Pirates and buccaneers were known to take time out from other money making activities to practice the more respectable industry of logwood cutting. English circumnavigator, explorer and one of the discoverers of Australia, William Dampier logged it for a time, and it was a major incentive for the Scots to found the disastrous colony of Darien near what is now Panama. It grows in swamps, often full of diseases, so was incredibly hard, dangerous work, cutting the trees in the dry season, then floating them to the coast for loading onto ships when the areas flooded.
So, what was this amazing stuff? It is a tree, or one of a family, the most famous one is Haemotoxylin . The wood of the tree is crushed to produce a fabric dye, which made it incredibly valuable to the many cloth makers of Europe who were limited in the range of colours and the depth of colours they could produce. . But there was also a magic to it : it can produce virtually any colour of the rainbow, depending on the acidity or alkalinity of the solution, so it was used by travelling magic shows where people paid to see the solution ‘magically’ change colour. Before modern science, this was the realm of alchemy, trying to find out how to produce these changes and to create consistent colours. It was the major source of the green of the Confederate army, as well as the black for those in mourning when the soldiers died. It was a major element in the worldwide fabric production until the invention of coal based aniline dyes in the 19th century.
But there is more to it than that. It also has a high tannin content, so it can be used for tanning leather. If you search for it today you will find it often appears on sites related to hunting in America, as this aspect of it allows traps to be treated so animals cannot smell the previous uses.
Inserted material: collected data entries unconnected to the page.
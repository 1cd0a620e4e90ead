//! Shared test utilities for integration tests.
//!
//! Builds synthetic CRS archives byte by byte so the tests do not depend on
//! real course files.
//!
//! Note: `#![allow(dead_code)]` is required because each integration test file
//! compiles as a separate crate and may only use a subset of these helpers.

#![allow(dead_code)]

use crspatch::DosDateTime;

/// A path field value as shipped by the original course installer.
pub const SOURCE_PATH: &[u8; 14] = b"D:\\LINKS\\DATA\\";

/// Describes one record of a synthetic archive.
#[derive(Debug, Clone)]
pub struct RecordSpec {
    pub name: Vec<u8>,
    pub path: Vec<u8>,
    pub payload: Vec<u8>,
}

impl RecordSpec {
    /// A record with the standard 14-byte path and a payload of `len` bytes
    /// filled with `fill`.
    pub fn new(name: &str, fill: u8, len: usize) -> Self {
        Self {
            name: name.as_bytes().to_vec(),
            path: SOURCE_PATH.to_vec(),
            payload: vec![fill; len],
        }
    }

    /// Overrides the path field.
    pub fn path(mut self, path: &[u8]) -> Self {
        self.path = path.to_vec();
        self
    }

    /// Overrides the payload.
    pub fn payload(mut self, payload: &[u8]) -> Self {
        self.payload = payload.to_vec();
        self
    }

    /// Encodes the header and payload.
    pub fn encode(&self) -> Vec<u8> {
        let mut h = vec![0x20u8; 122];
        h[0..4].copy_from_slice(b"MDmd");
        h[4] = 0x0A;
        h[5] = 0x01;
        h[6..8].copy_from_slice(&122u16.to_le_bytes());
        h[8..0x29].fill(0);
        h[0x18] = 2;
        let len = self.payload.len() as u32;
        h[0x19..0x1D].copy_from_slice(&(len * 3).to_le_bytes());
        h[0x1D..0x21].copy_from_slice(&len.to_le_bytes());
        h[0x23..0x25].copy_from_slice(&0x645Cu16.to_le_bytes());
        h[0x25..0x27].copy_from_slice(&0x586Fu16.to_le_bytes());
        h[0x29] = self.name.len() as u8;
        h[0x2A..0x2A + self.name.len()].copy_from_slice(&self.name);
        h[0x36] = self.path.len() as u8;
        h[0x37..0x37 + self.path.len()].copy_from_slice(&self.path);
        h.extend_from_slice(&self.payload);
        h
    }
}

/// Concatenates the encoded records.
pub fn build_archive(records: &[RecordSpec]) -> Vec<u8> {
    records.iter().flat_map(RecordSpec::encode).collect()
}

/// The three-record course used across tests: `COURSE.HDR` (100 bytes),
/// `PATCH.OFS` (50 bytes) and `OBJECT.OFS` (30 bytes).
pub fn sample_course() -> Vec<RecordSpec> {
    vec![
        RecordSpec::new("COURSE.HDR", 0x11, 100),
        RecordSpec::new("PATCH.OFS", 0x22, 50),
        RecordSpec::new("OBJECT.OFS", 0x33, 30),
    ]
}

/// A fixed header timestamp: 2024-03-15 12:34:56.
pub fn stamp() -> DosDateTime {
    DosDateTime::from_parts(2024, 3, 15, 12, 34, 56).unwrap()
}

/// Reads a little-endian u16.
pub fn u16_at(data: &[u8], pos: usize) -> u16 {
    u16::from_le_bytes([data[pos], data[pos + 1]])
}

/// Reads the 24-bit offsets from an index table.
pub fn index_offsets(output: &[u8]) -> Vec<usize> {
    let count = usize::from(u16_at(output, 0x0A));
    (0..count)
        .map(|i| {
            let entry = &output[122 + i * 17..122 + (i + 1) * 17];
            usize::from(entry[13]) | usize::from(entry[14]) << 8 | usize::from(entry[15]) << 16
        })
        .collect()
}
It has also long been used in medicine, so it has saved many lives. It provides one of the two stains known as H&E or haematoxylin and eosin, which allow slides of purple and red tissue to be seen under microscopes, so has long been a vital tool in investigating and monitoring diseases.
It is now undergoing something of a revival as a source of natural dyes, especially for wool. It tends to grow in swampy areas, which are often isolated and its residents poor, so this has the potential to provide much needed income for such communities, as well as being good for the environment, as they are harvesting it in a sustainable way.
In the Bristol area I have found a number of places where the wood was crushed, right up into the 20th century. But this is industrial archaeology, not the most popular of subjects, and many mills changed their uses over time. But the sheer banality of the terms have not helped. Red mills or scarlet mills may refer to them. And the more common redwood tree also tends to make it impossible to see the logwood for the other trees.